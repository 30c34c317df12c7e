//! Model validation
//!
//! Structural problems (dangling links, cycles) are rejected when a
//! [`RobotModel`] is built. The [`ModelValidator`] looks for problems that
//! still produce a loadable model but will simulate badly: degenerate axes,
//! inverted limits, zero effort on actuated joints and far-off origins.

use crate::model::{JointKind, RobotModel};

/// Largest joint origin offset considered reasonable, in meters
const MAX_ORIGIN_OFFSET: f32 = 100.0;

/// Non-fatal problem found in a model
#[derive(Debug, Clone, PartialEq)]
pub enum ValidationWarning {
    /// Model has no joints, so nothing can move
    NoJoints,
    /// Joint axis has zero length
    ZeroAxis(String),
    /// Lower limit is above the upper limit
    InvertedLimits { joint: String, lower: f32, upper: f32 },
    /// Actuated joint has non-positive effort or velocity limit
    NoEffort(String),
    /// Joint origin is unreasonably far from its parent
    ExtremeOrigin { joint: String, offset: f32 },
    /// Link has neither collision geometry nor inertial data
    Massless(String),
}

impl std::fmt::Display for ValidationWarning {
    fn fmt(&self, f: &mut std::fmt::Formatter<'_>) -> std::fmt::Result {
        match self {
            ValidationWarning::NoJoints => write!(f, "Model has no joints"),
            ValidationWarning::ZeroAxis(joint) => {
                write!(f, "Joint '{}' has a zero-length axis", joint)
            }
            ValidationWarning::InvertedLimits { joint, lower, upper } => write!(
                f,
                "Joint '{}' has inverted limits: lower {} > upper {}",
                joint, lower, upper
            ),
            ValidationWarning::NoEffort(joint) => {
                write!(f, "Joint '{}' has no effort or velocity limit", joint)
            }
            ValidationWarning::ExtremeOrigin { joint, offset } => write!(
                f,
                "Joint '{}' origin is {} m from its parent (> {})",
                joint, offset, MAX_ORIGIN_OFFSET
            ),
            ValidationWarning::Massless(link) => {
                write!(f, "Link '{}' has no collision geometry or inertial", link)
            }
        }
    }
}

impl std::error::Error for ValidationWarning {}

/// Checks a robot model for problems that make it simulate badly
pub struct ModelValidator;

impl ModelValidator {
    /// Validate a model, returning all warnings found
    pub fn validate(model: &RobotModel) -> Vec<ValidationWarning> {
        let mut warnings = Vec::new();

        if model.joint_count() == 0 {
            warnings.push(ValidationWarning::NoJoints);
        }

        for joint in model.joints() {
            let axis_len_sq: f32 = joint.axis.iter().map(|c| c * c).sum();
            if joint.kind.is_actuated() && axis_len_sq <= f32::EPSILON {
                warnings.push(ValidationWarning::ZeroAxis(joint.name.clone()));
            }

            if joint.kind == JointKind::Revolute || joint.kind == JointKind::Prismatic {
                if joint.limits.lower > joint.limits.upper {
                    warnings.push(ValidationWarning::InvertedLimits {
                        joint: joint.name.clone(),
                        lower: joint.limits.lower,
                        upper: joint.limits.upper,
                    });
                }
                if joint.limits.effort <= 0.0 || joint.limits.velocity <= 0.0 {
                    warnings.push(ValidationWarning::NoEffort(joint.name.clone()));
                }
            }

            let offset = joint.origin.max_offset();
            if offset > MAX_ORIGIN_OFFSET {
                warnings.push(ValidationWarning::ExtremeOrigin {
                    joint: joint.name.clone(),
                    offset,
                });
            }
        }

        for (key, link) in model.links() {
            if key == model.root_key() {
                continue;
            }
            if link.collisions.is_empty() && link.inertial.is_none() {
                warnings.push(ValidationWarning::Massless(link.name.clone()));
            }
        }

        warnings
    }

    /// Validate and return Result (Ok if no warnings, Err with all warnings)
    pub fn validate_or_error(model: &RobotModel) -> Result<(), Vec<ValidationWarning>> {
        let warnings = Self::validate(model);
        if warnings.is_empty() {
            Ok(())
        } else {
            Err(warnings)
        }
    }
}
//! Model loading error types

use std::fmt;
use std::io;

/// Error type for loading and assembling a robot model
#[derive(Debug)]
pub enum ModelError {
    /// IO error reading a description file
    Io(io::Error),
    /// The description could not be parsed
    Parse(String),
    /// The model has no links
    MissingRoot,
    /// More than one link has no parent joint
    MultipleRoots(Vec<String>),
    /// A joint references a link that does not exist
    UnknownLink { joint: String, link: String },
    /// Two links share a name
    DuplicateLink(String),
    /// Two joints share a name
    DuplicateJoint(String),
    /// A link is the child of more than one joint
    MultipleParents(String),
    /// The joints do not form a tree
    Cycle,
}

impl fmt::Display for ModelError {
    fn fmt(&self, f: &mut fmt::Formatter<'_>) -> fmt::Result {
        match self {
            ModelError::Io(err) => write!(f, "Model IO error: {}", err),
            ModelError::Parse(msg) => write!(f, "Model parse error: {}", msg),
            ModelError::MissingRoot => write!(f, "Model has no root link"),
            ModelError::MultipleRoots(roots) => {
                write!(f, "Model has multiple root links: {}", roots.join(", "))
            }
            ModelError::UnknownLink { joint, link } => {
                write!(f, "Joint '{}' references unknown link '{}'", joint, link)
            }
            ModelError::DuplicateLink(name) => write!(f, "Duplicate link name: '{}'", name),
            ModelError::DuplicateJoint(name) => write!(f, "Duplicate joint name: '{}'", name),
            ModelError::MultipleParents(name) => {
                write!(f, "Link '{}' is the child of more than one joint", name)
            }
            ModelError::Cycle => write!(f, "Joints form a cycle"),
        }
    }
}

impl std::error::Error for ModelError {
    fn source(&self) -> Option<&(dyn std::error::Error + 'static)> {
        match self {
            ModelError::Io(err) => Some(err),
            _ => None,
        }
    }
}

impl From<io::Error> for ModelError {
    fn from(err: io::Error) -> Self {
        ModelError::Io(err)
    }
}

impl From<urdf_rs::UrdfError> for ModelError {
    fn from(err: urdf_rs::UrdfError) -> Self {
        ModelError::Parse(err.to_string())
    }
}

impl From<roxmltree::Error> for ModelError {
    fn from(err: roxmltree::Error) -> Self {
        ModelError::Parse(err.to_string())
    }
}

#[cfg(test)]
mod tests {
    use super::*;

    #[test]
    fn test_display_messages() {
        assert_eq!(format!("{}", ModelError::Cycle), "Joints form a cycle");
        let err = ModelError::UnknownLink {
            joint: "joint1".to_string(),
            link: "link9".to_string(),
        };
        let msg = format!("{}", err);
        assert!(msg.contains("joint1"));
        assert!(msg.contains("link9"));
        let roots = ModelError::MultipleRoots(vec!["a".into(), "b".into()]);
        assert!(format!("{}", roots).contains("a, b"));
    }

    #[test]
    fn test_io_source() {
        use std::error::Error;

        let err: ModelError = io::Error::new(io::ErrorKind::NotFound, "gone").into();
        assert!(err.source().is_some());
        assert!(ModelError::MissingRoot.source().is_none());
    }
}
//! The simulated arm
//!
//! [`ArmWorld`] owns a rapier pipeline holding one body per link and one
//! impulse joint per model joint. It exposes the robot in model terms:
//! joint states by name, link poses by name and a control vector indexed
//! like the model's actuated joints.

use std::collections::HashMap;

use dofsim_core::{MeshSource, RobotModel};
use nalgebra::{Isometry3, Vector3};
use rapier3d::prelude::{
    CCDSolver, DefaultBroadPhase, ImpulseJointSet, IntegrationParameters, IslandManager,
    MultibodyJointSet, NarrowPhase, PhysicsPipeline, QueryPipeline, RigidBodySet, ColliderSet,
};
use serde::{Deserialize, Serialize};

use crate::body::{link_body, link_colliders, LinkBody};
use crate::error::PhysicsError;
use crate::joint::{drive, generic_joint, release, ArmJoint, JointState};
use crate::material::PhysicsMaterial;

/// Configuration for the physics simulation
#[derive(Clone, Debug, PartialEq, Serialize, Deserialize)]
#[serde(default)]
pub struct PhysicsConfig {
    /// Gravity acceleration in world coordinates (Z up)
    pub gravity: [f32; 3],
    /// Length of one control step in seconds
    pub timestep: f32,
    /// Rapier steps per control step
    pub substeps: u32,
    /// Radius of the ball used when a collision mesh is unavailable
    pub fallback_radius: f32,
    /// Density for collider-derived mass (kg/m^3)
    pub density: f32,
    /// Mass given to links with neither colliders nor inertial data
    pub min_link_mass: f32,
    /// Viscous damping added to every joint's own damping
    pub joint_damping: f32,
    /// Velocity tracking gain of driven joints (1/s)
    pub motor_gain: f32,
    /// Whether non-adjacent links collide with each other
    pub self_collision: bool,
    /// Friction and restitution of every link collider
    pub material: PhysicsMaterial,
}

++++++++++++++++++++

> [WHAT THE TASK REQUIRES] Print, without alteration, only the lines above between the one holding "if joint.limits.effort <= 0.0" and the one holding "loading error types", inclusive.

> [ANSWER BELOW]
                if joint.limits.effort <= 0.0 || joint.limits.velocity <= 0.0 {
                    warnings.push(ValidationWarning::NoEffort(joint.name.clone()));
                }
            }

            let offset = joint.origin.max_offset();
            if offset > MAX_ORIGIN_OFFSET {
                warnings.push(ValidationWarning::ExtremeOrigin {
                    joint: joint.name.clone(),
                    offset,
                });
            }
        }

        for (key, link) in model.links() {
            if key == model.root_key() {
                continue;
            }
            if link.collisions.is_empty() && link.inertial.is_none() {
                warnings.push(ValidationWarning::Massless(link.name.clone()));
            }
        }

        warnings
    }

    /// Validate and return Result (Ok if no warnings, Err with all warnings)
    pub fn validate_or_error(model: &RobotModel) -> Result<(), Vec<ValidationWarning>> {
        let warnings = Self::validate(model);
        if warnings.is_empty() {
            Ok(())
        } else {
            Err(warnings)
        }
    }
}
//! Model loading error types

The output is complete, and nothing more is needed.